◆ DIRECTIONS FOR THIS TASK ◆
Copy all entries exactly.

※

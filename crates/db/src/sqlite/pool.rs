//! SQLite-Verbindungspool
//!
//! Datei-Datenbanken laufen im WAL-Modus, damit Leser die Rotation von
//! Sessions nicht blockieren. Fremdschluessel sind immer aktiv, sonst
//! greift das Loeschen der Sessions eines Benutzers nicht.

use std::str::FromStr;
use std::time::Duration;

use sqlx::sqlite::{SqliteConnectOptions, SqliteJournalMode, SqlitePool, SqlitePoolOptions};

use crate::error::DbError;
use crate::repository::DatabaseConfig;

/// Wartezeit auf gesperrte Datenbankdateien
const BUSY_TIMEOUT: Duration = Duration::from_secs(5);

/// SQLite-Datenbank hinter einem sqlx-Pool
#[derive(Debug, Clone)]
pub struct SqliteDb {
    pub(crate) pool: SqlitePool,
}

impl SqliteDb {
    /// Oeffnet (oder erstellt) die Datenbank und bringt das Schema auf Stand
    pub async fn oeffnen(config: &DatabaseConfig) -> Result<Self, DbError> {
        let journal = if config.sqlite_wal {
            SqliteJournalMode::Wal
        } else {
            SqliteJournalMode::Delete
        };
        let optionen = SqliteConnectOptions::from_str(&config.url)?
            .create_if_missing(true)
            .journal_mode(journal)
            .busy_timeout(BUSY_TIMEOUT)
            .foreign_keys(true);

        let pool = SqlitePoolOptions::new()
            .max_connections(config.max_verbindungen.max(1))
            .acquire_timeout(Duration::from_secs(config.acquire_timeout_sek))
            .connect_with(optionen)
            .await?;

        tracing::info!(
            url = %config.url,
            wal = config.sqlite_wal,
            max_verbindungen = config.max_verbindungen,
            "SQLite-Pool geoeffnet"
        );
        Self::mit_schema(pool).await
    }

    /// Fluechtige Datenbank fuer Tests
    ///
    /// Eine einzige, dauerhaft gehaltene Verbindung: jede neue Verbindung
    /// zu `:memory:` saehe eine eigene, leere Datenbank.
    pub async fn in_memory() -> Result<Self, DbError> {
        let optionen = SqliteConnectOptions::from_str("sqlite::memory:")?.foreign_keys(true);
        let pool = SqlitePoolOptions::new()
            .min_connections(1)
            .max_connections(1)
            .idle_timeout(None)
            .max_lifetime(None)
            .connect_with(optionen)
            .await?;
        Self::mit_schema(pool).await
    }

    async fn mit_schema(pool: SqlitePool) -> Result<Self, DbError> {
        let db = Self { pool };
        db.migrationen_ausfuehren().await?;
        Ok(db)
    }

    /// Fuehrt alle ausstehenden Migrationen aus `migrations/` aus
    pub async fn migrationen_ausfuehren(&self) -> Result<(), DbError> {
        sqlx::migrate!("./migrations").run(&self.pool).await?;
        tracing::debug!("Datenbank-Schema aktuell");
        Ok(())
    }

    pub fn pool(&self) -> &SqlitePool {
        &self.pool
    }

    /// Schliesst den Pool; weitere Abfragen schlagen danach fehl
    pub async fn schliessen(&self) {
        self.pool.close().await;
        tracing::info!("SQLite-Pool geschlossen");
    }
}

※

◆ RESULT FOR THIS TASK ◆
filename crates/db/src/sqlite/pool.rs
//! SQLite-Verbindungspool
//!
//! Datei-Datenbanken laufen im WAL-Modus, damit Leser die Rotation von
//! Sessions nicht blockieren. Fremdschluessel sind immer aktiv, sonst
//! greift das Loeschen der Sessions eines Benutzers nicht.

use std::str::FromStr;
use std::time::Duration;

use sqlx::sqlite::{SqliteConnectOptions, SqliteJournalMode, SqlitePool, SqlitePoolOptions};

use crate::error::DbError;
use crate::repository::DatabaseConfig;

/// Wartezeit auf gesperrte Datenbankdateien
const BUSY_TIMEOUT: Duration = Duration::from_secs(5);

/// SQLite-Datenbank hinter einem sqlx-Pool
#[derive(Debug, Clone)]
pub struct SqliteDb {
    pub(crate) pool: SqlitePool,
}

impl SqliteDb {
    /// Oeffnet (oder erstellt) die Datenbank und bringt das Schema auf Stand
    pub async fn oeffnen(config: &DatabaseConfig) -> Result<Self, DbError> {
        let journal = if config.sqlite_wal {
            SqliteJournalMode::Wal
        } else {
            SqliteJournalMode::Delete
        };
        let optionen = SqliteConnectOptions::from_str(&config.url)?
            .create_if_missing(true)
            .journal_mode(journal)
            .busy_timeout(BUSY_TIMEOUT)
            .foreign_keys(true);

        let pool = SqlitePoolOptions::new()
            .max_connections(config.max_verbindungen.max(1))
            .acquire_timeout(Duration::from_secs(config.acquire_timeout_sek))
            .connect_with(optionen)
            .await?;

        tracing::info!(
            url = %config.url,
            wal = config.sqlite_wal,
            max_verbindungen = config.max_verbindungen,
            "SQLite-Pool geoeffnet"
        );
        Self::mit_schema(pool).await
    }

    /// Fluechtige Datenbank fuer Tests
    ///
    /// Eine einzige, dauerhaft gehaltene Verbindung: jede neue Verbindung
    /// zu `:memory:` saehe eine eigene, leere Datenbank.
    pub async fn in_memory() -> Result<Self, DbError> {
        let optionen = SqliteConnectOptions::from_str("sqlite::memory:")?.foreign_keys(true);
        let pool = SqlitePoolOptions::new()
            .min_connections(1)
            .max_connections(1)
            .idle_timeout(None)
            .max_lifetime(None)
            .connect_with(optionen)
            .await?;
        Self::mit_schema(pool).await
    }

    async fn mit_schema(pool: SqlitePool) -> Result<Self, DbError> {
        let db = Self { pool };
        db.migrationen_ausfuehren().await?;
        Ok(db)
    }

    /// Fuehrt alle ausstehenden Migrationen aus `migrations/` aus
    pub async fn migrationen_ausfuehren(&self) -> Result<(), DbError> {
        sqlx::migrate!("./migrations").run(&self.pool).await?;
        tracing::debug!("Datenbank-Schema aktuell");
        Ok(())
    }

    pub fn pool(&self) -> &SqlitePool {
        &self.pool
    }

    /// Schliesst den Pool; weitere Abfragen schlagen danach fehl
    pub async fn schliessen(&self) {
        self.pool.close().await;
        tracing::info!("SQLite-Pool geschlossen");
    }
}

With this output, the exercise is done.